W tym roku pasażerowie będą musieli zmierzyć się z utrudnieniami w ruchu lotniczym - ocenił Piotr Samson, prezes Urzędu Lotnictwa Cywilnego. Jego zdaniem pojawią się opóźnienia oraz odwołane loty. Jako powód wskazuje wojnę w Ukrainie oraz potencjalne strajki personelu lotniczego.
W ubiegłym roku, szczególnie w sezonie letnim, przez główne europejskie lotniska przetoczyła się fala protestów. Spowodowało to tysiące odwołanych i opóźnionych lotów oraz wielogodzinne kolejki pasażerów na lotniskach. Strajkowali m.in. kontrolerzy lotów, personel obsługi lotnisk, linii lotniczych w Wielkiej Brytanii, Belgii, Hiszpanii, Francji, Holandii.
Prezes ULC powiedział PAP, że zamieszanie w 2022 roku spowodowały braki kadrowe w europejskich hubach, które nie były przygotowane na szybką odbudowę ruchu po pandemii.
- W Polsce dużych problemów na tym tle nie było - ocenił. Zwrócił jednak uwagę, że europejskim lotniskom udało się już wypełnić braki kadrowe i problemy z tym związane będą miały mniejsze znaczenie w tym roku.
Jego zdaniem "musimy jednak liczyć się z możliwością wystąpienia opóźnień, o czym poinformował europejski organ zarządzający ruchem lotniczym - Eurocontrol – w swojej najnowszej prognozie ruchu na 2023 rok" - wskazał Samson. Dodał, że jest to związane przede wszystkim z konfliktem zbrojnym w Ukrainie, w wyniku którego zamknięto część przestrzeni powietrznej na wschodzie Europy.
- Zwiększenie liczby lotów w otwartych częściach przestrzeni powietrznej może wygenerować opóźnienia. Dodatkowo wzmożona obecność lotnictwa wojskowego we wschodniej części Europy stanowi wyzwanie dla kontroli ruchu powietrznego i może powodować konieczność zmiany tras niektórych lotów - powiedział.
Strajki personelu lotniczego
Dodał, że nie można również wykluczyć opóźnień i odwoływania lotów związanych ze strajkami personelu lotnisk, linii lotniczych lub służb kontroli ruchu lotniczego, które mogą się w Europie nasilać ze względu na wysoki poziom inflacji i nienadążającą za nim wysokością wynagrodzeń.

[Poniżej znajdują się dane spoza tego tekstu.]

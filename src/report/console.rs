//! Human-readable report rendering — colorized per-status lines grouped by
//! category, with a summary footer.

use colored::{ColoredString, Colorize};

use super::models::{CheckResult, CheckStatus, RunReport};

/// Status icon for a single check line.
pub fn status_icon(status: CheckStatus) -> &'static str {
    match status {
        CheckStatus::Healthy => "✓",
        CheckStatus::Unhealthy => "✗",
        CheckStatus::Error => "!",
        CheckStatus::Timeout => "◷",
        CheckStatus::Skipped => "-",
    }
}

fn paint(status: CheckStatus, text: &str) -> ColoredString {
    match status {
        CheckStatus::Healthy => text.green(),
        CheckStatus::Unhealthy => text.red(),
        CheckStatus::Error => text.red().bold(),
        CheckStatus::Timeout => text.yellow(),
        CheckStatus::Skipped => text.dimmed(),
    }
}

fn check_line(check: &CheckResult) -> String {
    let icon = paint(check.status, status_icon(check.status));
    let timing = match check.response_time_ms {
        Some(ms) => format!(" ({ms} ms)").dimmed().to_string(),
        None => String::new(),
    };
    format!("  {} {:<24} {}{}", icon, check.name, check.detail, timing)
}

/// Print the full report to stdout.
pub fn render(report: &RunReport) {
    // Categories in first-seen order, matching submission order.
    let mut categories: Vec<&str> = Vec::new();
    for check in &report.checks {
        if !categories.contains(&check.category.as_str()) {
            categories.push(check.category.as_str());
        }
    }

    for category in categories {
        println!("\n{}", category.bold());
        for check in report.checks.iter().filter(|c| c.category == category) {
            println!("{}", check_line(check));
        }
    }

    let s = &report.summary;
    let verdict = if s.unhealthy + s.error + s.timeout == 0 {
        "all healthy".green().bold().to_string()
    } else {
        format!(
            "{} unhealthy, {} error, {} timeout",
            s.unhealthy, s.error, s.timeout
        )
        .red()
        .bold()
        .to_string()
    };
    println!(
        "\n{} checks: {} healthy ({:.1}%), {}",
        s.total, s.healthy, s.health_percent, verdict
    );
}
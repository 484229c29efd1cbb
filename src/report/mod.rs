pub mod aggregator;
pub mod console;
pub mod json;
pub mod models;

pub use aggregator::ReportAggregator;
pub use models::{CheckResult, CheckStatus, RunReport, RunSummary};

W poniedziałek na dwóch największych lotniskach w Nadrenii Północnej-Westfalii: Duesseldorfie i Kolonii/Bonn trwa strajk ostrzegawczy, który spowodował poważne zakłócenie lotów. W Kolonii/Bonn doszło do niemal całkowitego wstrzymania pracy – odbyły się tylko dwie ze 136 pierwotnie zaplanowanych operacji lotniczych.
W rozmowie z PAP prezes ULC podkreślił, że Eurocontrol przewiduje środki łagodzące, obejmujące m.in. zmienioną przepustowość w niektórych sektorach przestrzeni powietrznej, jej reorganizację i zmianę tras lotów.
- Mimo wszystko tegoroczny letni sezon lotniczy powinien być spokojniejszy i lepiej przygotowany na ewentualnie zmieniające się warunki, biorąc pod uwagę większą świadomość rynku w zakresie czekających go w tym roku wyzwań - ocenił.
Samson zwrócił uwagę, że polskie porty lotnicze już od jesieni ubiegłego roku przygotowują się do zapewnienia sprawnej kontroli bezpieczeństwa w szczycie sezonu 2023. Prowadzą m.in. rekrutację pracowników i modernizują infrastrukturę wykorzystywaną do kontroli osób i bagażu.
Ruch na polskich lotniskach w 2022 i 2023 roku
Według danych ULC, w pierwszej połowie 2022 r. w polskich portach lotniczych w ruchu krajowym i międzynarodowym - regularnym i czarterowym - obsłużono ponad 16,6 mln pasażerów. To wynik ponad 4-krotnie wyższy niż w pierwszej połowie 2021 r., ale o 25,5 proc. gorszy niż w analogicznym okresie 2019 r. Przez pierwszych 6 miesięcy ub.r. na krajowych lotniskach wykonano 144,7 tys. operacji lotniczych, trzykrotnie więcej niż w roku 2021 i o 23,3 proc. mniej niż w 2019 r.
Piotr Samson przewiduje, że w tym roku polskie lotniska obsłużą prawie 44,7 miliona osób, czyli około 91 proc. pasażerów z 2019 r. - ostatniego przed pandemią.